« Un vœu politique mais pas de vrais documents » dit Isabelle Falque-Pierrotin en réaction au nouvel accord américano-européen venant remplacer l'ancien Safe Harbor. « Il n'y a que des engagements [...] Ce ne sont que des mots, un échange de lettres. ». La présidente a bien laissé entendre qu'une possible faiblesse entourait le nouveau dossier, qui ne sera soumis à la relecture des CNIL que dans deux semaines.
C'est que le tant attendu Privacy Shield n'est peut-être pas ce que croyaient obtenir les Européens, inquiets que leurs données personnelles ne franchissent l'Atlantique sans les sécurités requises. Le document à venir n'est pas une législation commune sur le traitement de masse des données personnelles. Il s'agit d'une « décision d'adéquation », c'est-à-dire une reconnaissance officielle de la Commission européenne que le transfert de donnée vers le pays tiers est jugé fiable. Un accord de ce type garantit en outre les Etats-Unis que l'Europe ne remet pas en question les pratiques de leurs entreprises, - et non que l'utilisation qui est faite de nos données ne soit pas abusive.
Les européens, eux, auront la garantie d'une lettre d'un représentant de la NSA à Washington, ainsi que l'avait déclaré Vera Jourova, déplorant à demi-mots « la seule caution que nous ayons obtenue des Etats-Unis dans ce nouveau processus ».
Sur le site de son parti, le député européen Jan Philipp Albrecht dit de ce nouvel accord qu'il est « un affront à la Cour européenne de Justice qui a invalidé le Safe Harbor en octobre, tout aussi bien qu'aux citoyens européens ».
De quoi expliquer l'embarras de la présidente de la CNIL : « Nous n'en savons pas plus que vous. [...] Nous ne savons rien encore sur le rôle que nous pourrions avoir (une fois que serait acté le nouvel accord). »
Son pouvoir, justement, semble à certains insuffisant (elle vient de menacer Facebook d'une mise en demeure dont les possibles conséquences financières seraient insignifiantes pour un tel groupe), et il est sans doute à déplorer que dans la présentation publique du nouvel accord, aucune mention n'ait été faite des nouveaux pouvoirs de la CNIL (ou du G29), ni d'une revalorisation de ceux-là.
Malgré tout, certains constatent et dénoncent des entreprises qui continuent de se montrer peu scrupuleuses quant à leur protocole de transfert des données.
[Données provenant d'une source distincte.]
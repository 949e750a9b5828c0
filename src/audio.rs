//! Audio using HTML media elements
//!
//! Break sounds are short sampled clips, one fresh element per play so
//! overlapping breaks don't cut each other off. The playback music lives in
//! a page element (`#ah-audio`).

use wasm_bindgen::JsCast;
use wasm_bindgen_futures::JsFuture;
use web_sys::HtmlAudioElement;

use crate::settings::Settings;
use crate::sim::{BreakSound, MusicCue};

/// Page element holding the playback music
const MUSIC_ELEMENT_ID: &str = "ah-audio";

/// Audio manager for the game
pub struct AudioManager {
    music: Option<HtmlAudioElement>,
    sfx_gain: f32,
    music_gain: f32,
}

impl AudioManager {
    pub fn new(settings: &Settings) -> Self {
        let music = web_sys::window()
            .and_then(|w| w.document())
            .and_then(|d| d.get_element_by_id(MUSIC_ELEMENT_ID))
            .and_then(|el| el.dyn_into::<HtmlAudioElement>().ok());
        if music.is_none() {
            log::warn!("No #{} audio element - music disabled", MUSIC_ELEMENT_ID);
        }

        Self {
            music,
            sfx_gain: settings.sfx_gain(),
            music_gain: settings.music_gain(),
        }
    }

    /// Pick up changed volume or mute preferences
    pub fn apply_settings(&mut self, settings: &Settings) {
        self.sfx_gain = settings.sfx_gain();
        self.music_gain = settings.music_gain();
        if let Some(music) = &self.music {
            music.set_volume(self.music_gain as f64);
        }
    }

    /// Play a break clip at its randomized rate
    pub fn play_break(&self, sound: &BreakSound) {
        if self.sfx_gain <= 0.0 {
            return;
        }

        let path = sound.asset_path();
        let audio = match HtmlAudioElement::new_with_src(&path) {
            Ok(audio) => audio,
            Err(e) => {
                log::warn!("Cannot create audio for {}: {:?}", path, e);
                return;
            }
        };
        audio.set_volume(self.sfx_gain as f64);
        audio.set_playback_rate(sound.playback_rate as f64);
        start_playback(&audio, path);
    }

    pub fn music(&self, cue: MusicCue) {
        let Some(music) = &self.music else { return };
        match cue {
            MusicCue::Restart => {
                music.set_current_time(0.0);
                music.set_volume(self.music_gain as f64);
                start_playback(music, MUSIC_ELEMENT_ID.to_string());
            }
            MusicCue::Stop => {
                if let Err(e) = music.pause() {
                    log::warn!("Music pause failed: {:?}", e);
                }
                music.set_current_time(0.0);
            }
        }
    }
}

/// Start an element; autoplay rejections only get logged
fn start_playback(audio: &HtmlAudioElement, what: String) {
    let promise = match audio.play() {
        Ok(promise) => promise,
        Err(e) => {
            log::warn!("Playback of {} failed: {:?}", what, e);
            return;
        }
    };
    wasm_bindgen_futures::spawn_local(async move {
        if let Err(e) = JsFuture::from(promise).await {
            log::warn!("Playback of {} blocked: {:?}", what, e);
        }
    });
}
La CNIL, qui nous a affirmé « avoir reçu d'autres plaintes avant Noël (que celle d'UFC-Que Choisir) », pourrait très bientôt multiplier ses « mises en demeure » et demander des comptes aux sociétés qui ne respectent pas l'invalidation du Safe Harbor et continuent de transférer des données sur le sol américain sans contrôle préalable des CNIL européennes.